Recently, though, there had been flickers of hope: The
organization had adopted a traditional front office structure, restrained
reckless spending, committed to the draft and acquired a respectable core of
talent. The result was something that
hadn’t happened since grunge music’s arrival: two consecutive winning seasons.
This brief flirtation with stability and success was
apparently intolerable. Enemy of the
State/Owner Dan Snyder has recoiled and pressed the self-destruct
button…again. So far this offseason, the
General Manager, Scot McCloughan, was jettisoned under suspicious
circumstances, acrimonious negotiations with Kirk Cousins have become an
omnipresent albatross and talent is departing for other teams. Uncertainty is the prevailing forecast.
They were so close.
After 18 mostly humiliating years as an NFL owner, Snyder almost had it
figured out. An extended period of
competitive, respectable football was within reach. Now Snyder, The Master of Chaos, and his
merry band of yes men has the franchise back to being a national punchline – on
TMZ as much as ESPN – and vying for another dubious “30 for 30” documentary.
Like many long-time and aging fans, this latest
chapter has left me despondent but philosophical. I’m wondering, sometimes aloud and to the
chagrin of my wife/therapist, what usefulness this team and its constant dysfunction
has in my life. Do I need the added angst
and negativity? Would this relationship
pass any rational test of healthy living?
Don’t I have better things to do with my time?
But then it occurred to me: This is no longer a
football team, it is a metaphor for life. Washington fans are following a team while trapped
in a Bob Dylan song. They almost had it figured out only to fall victim
to ever-present shortcomings and familiar trappings. I’ve almost had many things figured out in my
life. School. The opposite sex. Relationships. Marriage.
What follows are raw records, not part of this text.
use super::error::CapacityError;
use super::sample::{ChargeReading, Sample};

/// Which charge signal the capacity was computed from
#[derive(Debug, Clone, Copy, PartialEq, Eq)]
pub enum CapacityMode {
    /// Sum of dual cumulative counters, rebased at each half cycle
    DualCounter,
    /// Integrated instantaneous current
    CurrentIntegral,
    /// Summed per-sample charge increments
    Increment,
    /// Single cumulative signal, rebased at each half cycle
    Cumulative,
    /// Instrument already resets at each half cycle
    HalfCycle,
}

/// How each half cycle is brought to start from zero
#[derive(Debug, Clone, Copy, PartialEq, Eq)]
pub enum Baseline {
    /// Subtract the value at the first non-rest sample of the half cycle
    FirstActive,
    /// Running sum of absolute values, restarted at the first sample of the half cycle.
    ///
    /// The first sample's own increment is dropped: it covers the interval ending at that
    /// sample, which belongs to the previous half cycle. A half cycle therefore never counts
    /// the charge passed between the last sample of the previous half cycle and its own first
    /// sample.
    RestartSum,
    /// Absolute value, no rebasing
    Absolute,
}

/// CapacityNormalizer computes the half-cycle-zeroed capacity of every sample.
///
/// Requires the samples to have been segmented first.
#[derive(Debug, Clone, Default)]
pub struct CapacityNormalizer;

impl CapacityNormalizer {
    pub fn new() -> Self {
        Self
    }

    /// Fill `capacity` on every sample. Returns the mode that was used.
    pub fn normalize(&self, samples: &mut [Sample]) -> Result<CapacityMode, CapacityError> {
        let first = samples.first().ok_or(CapacityError::NoSamples)?;
        let (reference, first_index) = (first.charge, first.index);
        for sample in samples.iter() {
            if !sample.charge.same_shape(&reference) {
                return Err(CapacityError::MixedSignal {
                    index: sample.index,
                    expected: reference.shape(),
                    found: sample.charge.shape(),
                });
            }
        }

        let (mode, values, baseline) = match reference {
            ChargeReading::Counters { .. } => (
                CapacityMode::DualCounter,
                collect_values(samples, |c| match c {
                    ChargeReading::Counters { discharge, charge } => discharge + charge,
                    _ => f64::NAN,
                }),
                Baseline::FirstActive,
            ),
            ChargeReading::Current => (
                CapacityMode::CurrentIntegral,
                current_increments(samples)?,
                Baseline::RestartSum,
            ),
            ChargeReading::Increment(_) => (
                CapacityMode::Increment,
                collect_values(samples, |c| match c {
                    ChargeReading::Increment(dq) => dq,
                    _ => f64::NAN,
                }),
                Baseline::RestartSum,
            ),
            ChargeReading::Cumulative(_) => (
                CapacityMode::Cumulative,
                collect_values(samples, |c| match c {
                    ChargeReading::Cumulative(q) => q,
                    _ => f64::NAN,
                }),
                Baseline::FirstActive,
            ),
            ChargeReading::HalfCycle(_) => (
                CapacityMode::HalfCycle,
                collect_values(samples, |c| match c {
                    ChargeReading::HalfCycle(q) => q,
                    _ => f64::NAN,
                }),
                Baseline::Absolute,
            ),
            ChargeReading::Missing => {
                return Err(CapacityError::NoChargeSignal { index: first_index })
            }
        };

        rebase_half_cycles(samples, &values, baseline);
        log::info!("Normalized capacity of {} samples using {:?} mode.", samples.len(), mode);
        Ok(mode)
    }
}

fn collect_values(samples: &[Sample], value: impl Fn(ChargeReading) -> f64) -> Vec<f64> {
    samples.iter().map(|s| value(s.charge)).collect()
}

/// dq[i] = current[i] * (time[i] - time[i-1]) / 3600, with dq[0] = 0
fn current_increments(samples: &[Sample]) -> Result<Vec<f64>, CapacityError> {
    let mut increments = Vec::with_capacity(samples.len());
    let mut previous_time: Option<f64> = None;
    for sample in samples {
        let current = sample.current.ok_or(CapacityError::MissingField {
            index: sample.index,
            field: "current",
        })?;
        let time = sample.time.ok_or(CapacityError::MissingField {
            index: sample.index,
            field: "time",
        })?;
        let dt = previous_time.map(|t| time - t).unwrap_or(0.0);
        increments.push(current * dt / 3600.0);
        previous_time = Some(time);
    }
    Ok(increments)
}

/// Write the capacity of each half cycle from `values` according to the baseline policy.
///
/// Half cycles are contiguous runs of the segmented samples. A half cycle with no non-rest
/// sample keeps its values un-rebased under `FirstActive`.
pub fn rebase_half_cycles(samples: &mut [Sample], values: &[f64], baseline: Baseline) {
    let mut start = 0;
    for run in samples.chunk_by_mut(|a, b| a.half_cycle == b.half_cycle) {
        let run_values = &values[start..start + run.len()];
        start += run.len();
        match baseline {
            Baseline::FirstActive => {
                let offset = run
                    .iter()
                    .position(|s| !s.state.is_rest())
                    .map(|i| run_values[i])
                    .unwrap_or(0.0);
                for (sample, value) in run.iter_mut().zip(run_values) {
                    sample.capacity = value - offset;
                }
            }
            Baseline::RestartSum => {
                let mut total = 0.0;
                for (i, (sample, value)) in run.iter_mut().zip(run_values).enumerate() {
                    // The boundary sample's increment belongs to the interval it closes
                    if i > 0 {
                        total += value.abs();
                    }
                    sample.capacity = total;
                }
            }
            Baseline::Absolute => {
                for (sample, value) in run.iter_mut().zip(run_values) {
                    sample.capacity = value.abs();
                }
            }
        }
    }
}
use crate::error::DqdvError;

const STAGE: &str = "smoothing spline";

/// A B-spline in knot/coefficient form
#[derive(Debug, Clone, PartialEq)]
pub struct BSpline {
    knots: Vec<f64>,
    coeffs: Vec<f64>,
    degree: usize,
}

impl BSpline {
    #[cfg(test)]
    pub fn degree(&self) -> usize {
        self.degree
    }

    /// Number of interior (non-boundary) knots
    #[cfg(test)]
    pub fn interior_knots(&self) -> usize {
        self.knots.len() - 2 * (self.degree + 1)
    }

    pub fn evaluate(&self, x: f64) -> f64 {
        let span = find_span(&self.knots, self.degree, self.coeffs.len(), x);
        let basis = basis_functions(&self.knots, self.degree, span, x);
        basis
            .iter()
            .enumerate()
            .map(|(r, b)| b * self.coeffs[span - self.degree + r])
            .sum()
    }

    /// The first derivative, a spline of one degree less
    pub fn derivative(&self) -> BSpline {
        let k = self.degree;
        if k == 0 {
            return BSpline {
                knots: self.knots.clone(),
                coeffs: vec![0.0; self.coeffs.len()],
                degree: 0,
            };
        }
        let coeffs = (0..self.coeffs.len() - 1)
            .map(|i| {
                let width = self.knots[i + k + 1] - self.knots[i + 1];
                if width > 0.0 {
                    k as f64 * (self.coeffs[i + 1] - self.coeffs[i]) / width
                } else {
                    0.0
                }
            })
            .collect();
        BSpline {
            knots: self.knots[1..self.knots.len() - 1].to_vec(),
            coeffs,
            degree: k - 1,
        }
    }
}

/// Index l of the knot interval [t_l, t_l+1) containing x, clamped to the valid spans
fn find_span(knots: &[f64], degree: usize, n_coeffs: usize, x: f64) -> usize {
    let last = n_coeffs - 1;
    if x >= knots[n_coeffs] {
        return last;
    }
    if x <= knots[degree] {
        return degree;
    }
    let l = knots.partition_point(|&t| t <= x).saturating_sub(1);
    l.clamp(degree, last)
}

/// The degree + 1 non-zero basis functions at x, B_(span-degree) ..= B_span
fn basis_functions(knots: &[f64], degree: usize, span: usize, x: f64) -> Vec<f64> {
    let mut basis = vec![0.0; degree + 1];
    let mut left = vec![0.0; degree + 1];
    let mut right = vec![0.0; degree + 1];
    basis[0] = 1.0;
    for j in 1..=degree {
        left[j] = x - knots[span + 1 - j];
        right[j] = knots[span + j] - x;
        let mut saved = 0.0;
        for r in 0..j {
            let denom = right[r + 1] + left[j - r];
            let temp = if denom != 0.0 { basis[r] / denom } else { 0.0 };
            basis[r] = saved + right[r + 1] * temp;
            saved = left[j - r] * temp;
        }
        basis[j] = saved;
    }
    basis
}

/// Piecewise-linear interpolation through (xs, ys), evaluated at sorted points `at`.
///
/// `xs` must be strictly increasing with at least two points. Points outside the range are
/// extrapolated from the end segments.
pub fn linear_interpolate(xs: &[f64], ys: &[f64], at: &[f64]) -> Vec<f64> {
    let mut segment = 0;
    let last_segment = xs.len() - 2;
    at.iter()
        .map(|&x| {
            while segment < last_segment && x > xs[segment + 1] {
                segment += 1;
            }
            let (x0, x1) = (xs[segment], xs[segment + 1]);
            let (y0, y1) = (ys[segment], ys[segment + 1]);
            y0 + (y1 - y0) * (x - x0) / (x1 - x0)
        })
        .collect()
}

/// Fit a smoothing spline of the given degree to (x, y).
///
/// Starts from a single polynomial piece and inserts knots in the intervals with the largest
/// squared residuals until the residual sum is at most `smoothing`, or until no interval
/// holds enough points to be split. `x` must be strictly increasing.
pub fn fit_smoothing_spline(
    x: &[f64],
    y: &[f64],
    degree: usize,
    smoothing: f64,
) -> Result<BSpline, DqdvError> {
    let m = x.len();
    if m <= degree {
        return Err(DqdvError::BadGridSize {
            grid: m,
            order: degree,
        });
    }
    let (start, end) = (x[0], x[m - 1]);
    // Each interval keeps at least degree + 1 points strictly inside it, which keeps the
    // least-squares system non-singular
    let min_split = 2 * (degree + 1) + 1;
    let mut interior: Vec<f64> = Vec::new();
    let mut n_add = 1;

    loop {
        let mut knots = vec![start; degree + 1];
        knots.extend_from_slice(&interior);
        knots.extend(std::iter::repeat(end).take(degree + 1));
        let coeffs = least_squares(x, y, &knots, degree)?;
        let spline = BSpline {
            knots,
            coeffs,
            degree,
        };

        let residuals: Vec<f64> = x
            .iter()
            .zip(y)
            .map(|(xi, yi)| yi - spline.evaluate(*xi))
            .collect();
        let fp: f64 = residuals.iter().map(|r| r * r).sum();
        if fp <= smoothing {
            log::debug!(
                "Spline converged with {} interior knots, residual {fp:e}",
                interior.len()
            );
            return Ok(spline);
        }

        // Residual sum and strictly interior points of every knot interval
        let mut bounds = vec![start];
        bounds.extend_from_slice(&interior);
        bounds.push(end);
        let mut intervals: Vec<(f64, Vec<usize>)> = vec![(0.0, Vec::new()); bounds.len() - 1];
        let mut current = 0;
        for (i, xi) in x.iter().enumerate() {
            while current < intervals.len() - 1 && *xi >= bounds[current + 1] {
                current += 1;
            }
            intervals[current].0 += residuals[i] * residuals[i];
            if *xi > bounds[current] && *xi < bounds[current + 1] {
                intervals[current].1.push(i);
            }
        }

        let mut candidates: Vec<(f64, f64)> = intervals
            .iter()
            .filter(|(_, inside)| inside.len() >= min_split)
            .map(|(sum, inside)| (*sum, x[inside[inside.len() / 2]]))
            .collect();
        if candidates.is_empty() {
            log::debug!(
                "Spline reached the knot limit with {} interior knots, residual {fp:e}",
                interior.len()
            );
            return Ok(spline);
        }
        candidates.sort_by(|a, b| b.0.total_cmp(&a.0));
        interior.extend(candidates.iter().take(n_add).map(|(_, knot)| *knot));
        interior.sort_by(f64::total_cmp);
        n_add *= 2;
    }
}

/// Least-squares B-spline coefficients through banded normal equations
fn least_squares(x: &[f64], y: &[f64], knots: &[f64], degree: usize) -> Result<Vec<f64>, DqdvError> {
    let n = knots.len() - degree - 1;
    let width = degree + 1;
    // band[i][d] holds A(i, i + d)
    let mut band = vec![vec![0.0; width]; n];
    let mut rhs = vec![0.0; n];
    for (xi, yi) in x.iter().zip(y) {
        let span = find_span(knots, degree, n, *xi);
        let basis = basis_functions(knots, degree, span, *xi);
        let base = span - degree;
        for r in 0..width {
            rhs[base + r] += basis[r] * yi;
            for c in r..width {
                band[base + r][c - r] += basis[r] * basis[c];
            }
        }
    }
    solve_banded_cholesky(band, rhs, degree)
}

/// Solve the symmetric positive definite banded system A c = b by A = U^T U
fn solve_banded_cholesky(
    mut band: Vec<Vec<f64>>,
    rhs: Vec<f64>,
    bandwidth: usize,
) -> Result<Vec<f64>, DqdvError> {
    let n = rhs.len();
    for i in 0..n {
        let mut diag = band[i][0];
        for l in i.saturating_sub(bandwidth)..i {
            diag -= band[l][i - l] * band[l][i - l];
        }
        let scale = band[i][0].abs().max(f64::MIN_POSITIVE);
        if !(diag > 1e-13 * scale) {
            return Err(DqdvError::Singular { stage: STAGE });
        }
        let diag = diag.sqrt();
        band[i][0] = diag;
        for d in 1..=bandwidth {
            let j = i + d;
            if j >= n {
                break;
            }
            let mut value = band[i][d];
            for l in j.saturating_sub(bandwidth)..i {
                value -= band[l][i - l] * band[l][j - l];
            }
            band[i][d] = value / diag;
        }
    }

    // U^T z = b
    let mut z = vec![0.0; n];
    for i in 0..n {
        let mut value = rhs[i];
        for l in i.saturating_sub(bandwidth)..i {
            value -= band[l][i - l] * z[l];
        }
        z[i] = value / band[i][0];
    }
    // U c = z
    let mut c = vec![0.0; n];
    for i in (0..n).rev() {
        let mut value = z[i];
        for d in 1..=bandwidth {
            if i + d < n {
                value -= band[i][d] * c[i + d];
            }
        }
        c[i] = value / band[i][0];
    }
    Ok(c)
}
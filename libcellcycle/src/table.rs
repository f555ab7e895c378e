// RawTable is the hand-off point between whatever decoded the instrument file and the
// vendor adapters. Binary decoders produce one directly; delimited exports (csv, tsv, txt)
// are read here. A column is numeric when every non-empty cell parses as a float, otherwise
// it is kept as text so adapters can decide what to do with mixed columns.
use std::fs::File;
use std::io::{BufReader, Read};
use std::path::Path;

use fxhash::FxHashMap;

use super::error::TableError;

/// A single named column
#[derive(Debug, Clone, PartialEq)]
pub enum Column {
    Numeric(Vec<f64>),
    Text(Vec<String>),
}

impl Column {
    /// The cell at `row` as text. Numeric NaN is an empty cell.
    pub fn cell(&self, row: usize) -> String {
        match self {
            Self::Numeric(v) if v[row].is_nan() => String::new(),
            Self::Numeric(v) => v[row].to_string(),
            Self::Text(v) => v[row].clone(),
        }
    }

    /// The cell at `row` as a number, if it is one. Empty cells are NaN.
    pub fn value(&self, row: usize) -> Option<f64> {
        match self {
            Self::Numeric(v) => Some(v[row]),
            Self::Text(v) => parse_cell(&v[row]),
        }
    }

    fn from_cells(cells: Vec<String>) -> Self {
        let parsed: Option<Vec<f64>> = cells.iter().map(|c| parse_cell(c)).collect();
        match parsed {
            Some(values) => Self::Numeric(values),
            None => Self::Text(cells),
        }
    }

    fn select(&self, rows: &[usize]) -> Self {
        match self {
            Self::Numeric(v) => Self::Numeric(rows.iter().map(|r| v[*r]).collect()),
            Self::Text(v) => Self::Text(rows.iter().map(|r| v[*r].clone()).collect()),
        }
    }
}

fn parse_cell(cell: &str) -> Option<f64> {
    let cell = cell.trim();
    if cell.is_empty() {
        return Some(f64::NAN);
    }
    cell.parse::<f64>().ok()
}

/// An ordered set of equal-length named columns
#[derive(Debug, Clone, Default)]
pub struct RawTable {
    headers: Vec<String>,
    columns: FxHashMap<String, Column>,
    n_rows: usize,
}

impl RawTable {
    /// Build a table from a header row and text rows. Short rows are padded with empty cells,
    /// and long rows widen the table with unnamed columns.
    pub fn from_rows(header: Vec<String>, rows: Vec<Vec<String>>) -> Self {
        let width = rows
            .iter()
            .map(|r| r.len())
            .chain(std::iter::once(header.len()))
            .max()
            .unwrap_or(0);

        let mut names: Vec<String> = Vec::with_capacity(width);
        for idx in 0..width {
            let name = header.get(idx).map(|h| h.trim()).unwrap_or("");
            if name.is_empty() || names.iter().any(|n| n == name) {
                names.push(format!("Unnamed: {idx}"));
            } else {
                names.push(name.to_string());
            }
        }

        let mut cells: Vec<Vec<String>> = vec![Vec::with_capacity(rows.len()); width];
        for row in rows.iter() {
            for (idx, column) in cells.iter_mut().enumerate() {
                column.push(row.get(idx).map(|c| c.trim().to_string()).unwrap_or_default());
            }
        }

        let mut table = Self {
            n_rows: rows.len(),
            ..Default::default()
        };
        for (name, column) in names.into_iter().zip(cells) {
            table.columns.insert(name.clone(), Column::from_cells(column));
            table.headers.push(name);
        }
        table
    }

    /// Parse delimited text. The first non-blank record is the header. Quoted fields follow
    /// RFC 4180, and records may have differing widths.
    pub fn parse_delimited(contents: &str, delimiter: char) -> Result<Self, TableError> {
        Self::from_reader(contents.as_bytes(), delimiter)
    }

    /// Read a delimited text file
    pub fn read_delimited(path: &Path, delimiter: char) -> Result<Self, TableError> {
        if !path.exists() {
            return Err(TableError::BadFilePath(path.to_path_buf()));
        }
        let file = File::open(path)?;
        Self::from_reader(BufReader::new(file), delimiter)
    }

    fn from_reader<R: Read>(source: R, delimiter: char) -> Result<Self, TableError> {
        let delimiter = u8::try_from(delimiter)
            .ok()
            .filter(u8::is_ascii)
            .ok_or(TableError::BadDelimiter(delimiter))?;
        let mut reader = csv::ReaderBuilder::new()
            .delimiter(delimiter)
            .has_headers(false)
            .flexible(true)
            .trim(csv::Trim::All)
            .from_reader(source);

        let mut records: Vec<Vec<String>> = Vec::new();
        for record in reader.records() {
            let record = record?;
            if record.iter().all(|cell| cell.is_empty()) {
                continue;
            }
            records.push(record.iter().map(String::from).collect());
        }
        let mut records = records.into_iter();
        let header = records.next().ok_or(TableError::NoHeader)?;
        Ok(Self::from_rows(header, records.collect()))
    }

    pub fn headers(&self) -> &[String] {
        &self.headers
    }

    pub fn n_rows(&self) -> usize {
        self.n_rows
    }

    pub fn has_column(&self, name: &str) -> bool {
        self.columns.contains_key(name)
    }

    pub fn has_columns(&self, names: &[&str]) -> bool {
        names.iter().all(|n| self.has_column(n))
    }

    /// The first of `names` present in the table
    pub fn first_present<'a>(&self, names: &[&'a str]) -> Option<&'a str> {
        names.iter().copied().find(|n| self.has_column(n))
    }

    pub fn column(&self, name: &str) -> Result<&Column, TableError> {
        self.columns
            .get(name)
            .ok_or_else(|| TableError::MissingColumn(name.to_string()))
    }

    /// A column as numbers. Fails on the first cell that is not numeric.
    pub fn numeric(&self, name: &str) -> Result<Vec<f64>, TableError> {
        match self.column(name)? {
            Column::Numeric(values) => Ok(values.clone()),
            Column::Text(cells) => cells
                .iter()
                .enumerate()
                .map(|(row, cell)| {
                    parse_cell(cell).ok_or_else(|| TableError::NonNumeric {
                        column: name.to_string(),
                        row,
                        value: cell.clone(),
                    })
                })
                .collect(),
        }
    }

    /// A column as text, numeric cells formatted
    pub fn text(&self, name: &str) -> Result<Vec<String>, TableError> {
        let column = self.column(name)?;
        Ok((0..self.n_rows).map(|row| column.cell(row)).collect())
    }

    /// Keep only the rows for which `keep` is true
    pub fn retain_rows(&self, keep: impl Fn(usize) -> bool) -> Self {
        let rows: Vec<usize> = (0..self.n_rows).filter(|r| keep(*r)).collect();
        self.select_rows(&rows)
    }

    /// Reorder the rows by a numeric column, ascending. NaN sorts last.
    pub fn sort_by(&self, name: &str) -> Result<Self, TableError> {
        let key = self.numeric(name)?;
        let mut rows: Vec<usize> = (0..self.n_rows).collect();
        rows.sort_by(|a, b| key[*a].total_cmp(&key[*b]));
        Ok(self.select_rows(&rows))
    }

    /// Use the first row holding a cell equal to `marker` as the header, dropping it and every
    /// row above it.
    ///
    /// Some exports prefix the data with a block of test metadata, so the real header is buried
    /// a few rows down.
    pub fn promote_header(&self, marker: &str) -> Result<Self, TableError> {
        let header_row = (0..self.n_rows)
            .find(|row| {
                self.headers
                    .iter()
                    .any(|h| self.columns[h].cell(*row).trim() == marker)
            })
            .ok_or_else(|| TableError::NoHeaderRow(marker.to_string()))?;

        let row_cells = |row: usize| -> Vec<String> {
            self.headers
                .iter()
                .map(|h| self.columns[h].cell(row))
                .collect()
        };
        let header = row_cells(header_row);
        let rows = ((header_row + 1)..self.n_rows).map(row_cells).collect();
        Ok(Self::from_rows(header, rows))
    }

    fn select_rows(&self, rows: &[usize]) -> Self {
        let columns = self
            .columns
            .iter()
            .map(|(name, column)| (name.clone(), column.select(rows)))
            .collect();
        Self {
            headers: self.headers.clone(),
            columns,
            n_rows: rows.len(),
        }
    }
}

#[cfg(test)]
mod tests {
    use super::*;
    use std::io::Write;

    #[test]
    fn test_parse_types_columns() {
        let table =
            RawTable::parse_delimited("a,b,c\n1,x,\n2.5,y,3\n\n", ',').unwrap();
        assert_eq!(table.headers(), &["a", "b", "c"]);
        assert_eq!(table.n_rows(), 2);
        assert_eq!(table.numeric("a").unwrap(), vec![1.0, 2.5]);
        assert!(matches!(table.column("b").unwrap(), Column::Text(_)));
        let c = table.numeric("c").unwrap();
        assert!(c[0].is_nan());
        assert_eq!(c[1], 3.0);
        match table.numeric("b") {
            Err(TableError::NonNumeric { row, value, .. }) => {
                assert_eq!(row, 0);
                assert_eq!(value, "x");
            }
            other => panic!("unexpected result {other:?}"),
        }
        assert!(matches!(
            table.numeric("d"),
            Err(TableError::MissingColumn(_))
        ));
    }

    #[test]
    fn test_empty_input_has_no_header() {
        assert!(matches!(
            RawTable::parse_delimited("\n \n", '\t'),
            Err(TableError::NoHeader)
        ));
    }

    #[test]
    fn test_ragged_rows_are_padded() {
        let table = RawTable::parse_delimited("a\tb\n1\n2\t3\t4\n", '\t').unwrap();
        assert_eq!(table.headers(), &["a", "b", "Unnamed: 2"]);
        assert!(table.numeric("b").unwrap()[0].is_nan());
        assert_eq!(table.numeric("Unnamed: 2").unwrap()[1], 4.0);
    }

    #[test]
    fn test_promote_header() {
        let contents = "Test,info\nCell,A1\nIndex,Voltage/V\n1,3.1\n2,3.2\n";
        let table = RawTable::parse_delimited(contents, ',').unwrap();
        assert!(!table.has_column("Voltage/V"));
        let promoted = table.promote_header("Index").unwrap();
        assert_eq!(promoted.headers(), &["Index", "Voltage/V"]);
        assert_eq!(promoted.numeric("Voltage/V").unwrap(), vec![3.1, 3.2]);
        assert!(matches!(
            table.promote_header("Nothing"),
            Err(TableError::NoHeaderRow(_))
        ));
    }

    #[test]
    fn test_sort_and_retain() {
        let table = RawTable::parse_delimited("k,v\n3,c\n1,a\n2,b\n", ',').unwrap();
        let sorted = table.sort_by("k").unwrap();
        assert_eq!(sorted.text("v").unwrap(), vec!["a", "b", "c"]);
        let kept = sorted.retain_rows(|r| r != 1);
        assert_eq!(kept.numeric("k").unwrap(), vec![1.0, 3.0]);
    }

    #[test]
    fn test_quoted_fields() {
        let contents = "\"Current(A)\",\"Voltage(V)\",Note\n\
                        0.5,3.1,\"a, b\"\n\
                        0.5,3.2,\"say \"\"hi\"\"\"\n";
        let table = RawTable::parse_delimited(contents, ',').unwrap();
        assert_eq!(table.headers(), &["Current(A)", "Voltage(V)", "Note"]);
        assert_eq!(table.numeric("Voltage(V)").unwrap(), vec![3.1, 3.2]);
        assert_eq!(table.text("Note").unwrap(), vec!["a, b", "say \"hi\""]);
    }

    #[test]
    fn test_multibyte_delimiter_rejected() {
        assert!(matches!(
            RawTable::parse_delimited("a;b\n", '§'),
            Err(TableError::BadDelimiter('§'))
        ));
        assert!(matches!(
            RawTable::parse_delimited("a€b\n", '€'),
            Err(TableError::BadDelimiter('€'))
        ));
    }

    #[test]
    fn test_read_delimited_file() {
        let mut file = tempfile::NamedTempFile::new().unwrap();
        write!(file, "time /s\tI /mA\tE /V\r\n0\t1\t3.0\r\n1\t1\t3.1\r\n").unwrap();
        let table = RawTable::read_delimited(file.path(), '\t').unwrap();
        assert!(table.has_columns(&["time /s", "I /mA", "E /V"]));
        assert_eq!(table.numeric("E /V").unwrap(), vec![3.0, 3.1]);

        let missing = Path::new("/definitely/not/here.csv");
        assert!(matches!(
            RawTable::read_delimited(missing, ','),
            Err(TableError::BadFilePath(_))
        ));
    }
}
Career. Parenthood. The meaning of it all…the meaning of
life! Almost. So close…so many times.
Then the curve ball comes, an unforeseen element or a
layer of complexity my modest mind couldn’t have anticipated. And I fall short. I’m humbled and confused. I’m left searching again for some
footing. But I’m never broken. Life moves on and I’m still in the game, still striving to
uncover a better me. I remain a
contender, if endearingly flawed. Next
time I’ll get it right. Next time I’ll
nail it. And if not, there’s always the “30
for 30”…or whatever the equivalent is for a well-intended, try hard dude/friend/colleague/husband/son/brother/dad
who is perpetually finding his way through a series of false starts, curious
decision and ill-fated excursions.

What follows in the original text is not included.